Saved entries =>

⟨

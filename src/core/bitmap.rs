// Immutable bit-packed bitmaps (validity and boolean values) and their row-order builder.
use bytes::Bytes;

use crate::core::error::Error;

/// LSB-first bitmap over shared bytes. Bits past `len` are padding and never read.
#[derive(Clone, Debug)]
pub struct Bitmap {
    bytes: Bytes,
    len: usize,
}

impl Bitmap {
    pub fn new_set(len: usize) -> Self {
        let mut builder = BitmapBuilder::with_capacity(len);
        builder.extend_constant(len, true);
        builder.finish()
    }

    pub fn new_unset(len: usize) -> Self {
        Self {
            bytes: Bytes::from(vec![0u8; byte_len(len)]),
            len,
        }
    }

    pub fn from_bytes(bytes: Bytes, len: usize) -> Result<Self, Error> {
        if bytes.len() != byte_len(len) {
            return Err(Error::malformed(format!(
                "bitmap of {len} bits needs {} bytes, got {}",
                byte_len(len),
                bytes.len()
            )));
        }
        Ok(Self { bytes, len })
    }

    pub fn len(&self) -> usize {
        self.len
    }

    pub fn is_empty(&self) -> bool {
        self.len == 0
    }

    pub fn get(&self, index: usize) -> bool {
        debug_assert!(index < self.len);
        self.bytes[index / 8] & (1 << (index % 8)) != 0
    }

    pub fn as_bytes(&self) -> &[u8] {
        &self.bytes
    }

    pub fn count_unset(&self) -> usize {
        self.len - self.iter().filter(|bit| *bit).count()
    }

    pub fn iter(&self) -> impl Iterator<Item = bool> + '_ {
        (0..self.len).map(move |index| self.get(index))
    }
}

impl PartialEq for Bitmap {
    fn eq(&self, other: &Self) -> bool {
        self.len == other.len && self.iter().eq(other.iter())
    }
}

impl FromIterator<bool> for Bitmap {
    fn from_iter<I: IntoIterator<Item = bool>>(iter: I) -> Self {
        let mut builder = BitmapBuilder::new();
        for bit in iter {
            builder.push(bit);
        }
        builder.finish()
    }
}

pub(crate) fn byte_len(bits: usize) -> usize {
    bits.div_ceil(8)
}

#[derive(Debug, Default)]
pub struct BitmapBuilder {
    bytes: Vec<u8>,
    len: usize,
}

impl BitmapBuilder {
    pub fn new() -> Self {
        Self::default()
    }

    pub fn with_capacity(bits: usize) -> Self {
        Self {
            bytes: Vec::with_capacity(byte_len(bits)),
            len: 0,
        }
    }

    pub fn len(&self) -> usize {
        self.len
    }

    pub fn is_empty(&self) -> bool {
        self.len == 0
    }

    pub fn push(&mut self, bit: bool) {
        if self.len % 8 == 0 {
            self.bytes.push(0);
        }
        if bit {
            let last = self.bytes.len() - 1;
            self.bytes[last] |= 1 << (self.len % 8);
        }
        self.len += 1;
    }

    pub fn extend_constant(&mut self, count: usize, bit: bool) {
        for _ in 0..count {
            self.push(bit);
        }
    }

    pub fn finish(self) -> Bitmap {
        Bitmap {
            bytes: Bytes::from(self.bytes),
            len: self.len,
        }
    }
}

⟩

Exercise directions => Word for word, repeat every record.

Your solution =>
filename src/core/bitmap.rs
// Immutable bit-packed bitmaps (validity and boolean values) and their row-order builder.
use bytes::Bytes;

use crate::core::error::Error;

/// LSB-first bitmap over shared bytes. Bits past `len` are padding and never read.
#[derive(Clone, Debug)]
pub struct Bitmap {
    bytes: Bytes,
    len: usize,
}

impl Bitmap {
    pub fn new_set(len: usize) -> Self {
        let mut builder = BitmapBuilder::with_capacity(len);
        builder.extend_constant(len, true);
        builder.finish()
    }

    pub fn new_unset(len: usize) -> Self {
        Self {
            bytes: Bytes::from(vec![0u8; byte_len(len)]),
            len,
        }
    }

    pub fn from_bytes(bytes: Bytes, len: usize) -> Result<Self, Error> {
        if bytes.len() != byte_len(len) {
            return Err(Error::malformed(format!(
                "bitmap of {len} bits needs {} bytes, got {}",
                byte_len(len),
                bytes.len()
            )));
        }
        Ok(Self { bytes, len })
    }

    pub fn len(&self) -> usize {
        self.len
    }

    pub fn is_empty(&self) -> bool {
        self.len == 0
    }

    pub fn get(&self, index: usize) -> bool {
        debug_assert!(index < self.len);
        self.bytes[index / 8] & (1 << (index % 8)) != 0
    }

    pub fn as_bytes(&self) -> &[u8] {
        &self.bytes
    }

    pub fn count_unset(&self) -> usize {
        self.len - self.iter().filter(|bit| *bit).count()
    }

    pub fn iter(&self) -> impl Iterator<Item = bool> + '_ {
        (0..self.len).map(move |index| self.get(index))
    }
}

impl PartialEq for Bitmap {
    fn eq(&self, other: &Self) -> bool {
        self.len == other.len && self.iter().eq(other.iter())
    }
}

impl FromIterator<bool> for Bitmap {
    fn from_iter<I: IntoIterator<Item = bool>>(iter: I) -> Self {
        let mut builder = BitmapBuilder::new();
        for bit in iter {
            builder.push(bit);
        }
        builder.finish()
    }
}

pub(crate) fn byte_len(bits: usize) -> usize {
    bits.div_ceil(8)
}

#[derive(Debug, Default)]
pub struct BitmapBuilder {
    bytes: Vec<u8>,
    len: usize,
}

impl BitmapBuilder {
    pub fn new() -> Self {
        Self::default()
    }

    pub fn with_capacity(bits: usize) -> Self {
        Self {
            bytes: Vec::with_capacity(byte_len(bits)),
            len: 0,
        }
    }

    pub fn len(&self) -> usize {
        self.len
    }

    pub fn is_empty(&self) -> bool {
        self.len == 0
    }

    pub fn push(&mut self, bit: bool) {
        if self.len % 8 == 0 {
            self.bytes.push(0);
        }
        if bit {
            let last = self.bytes.len() - 1;
            self.bytes[last] |= 1 << (self.len % 8);
        }
        self.len += 1;
    }

    pub fn extend_constant(&mut self, count: usize, bit: bool) {
        for _ in 0..count {
            self.push(bit);
        }
    }

    pub fn finish(self) -> Bitmap {
        Bitmap {
            bytes: Bytes::from(self.bytes),
            len: self.len,
        }
    }
}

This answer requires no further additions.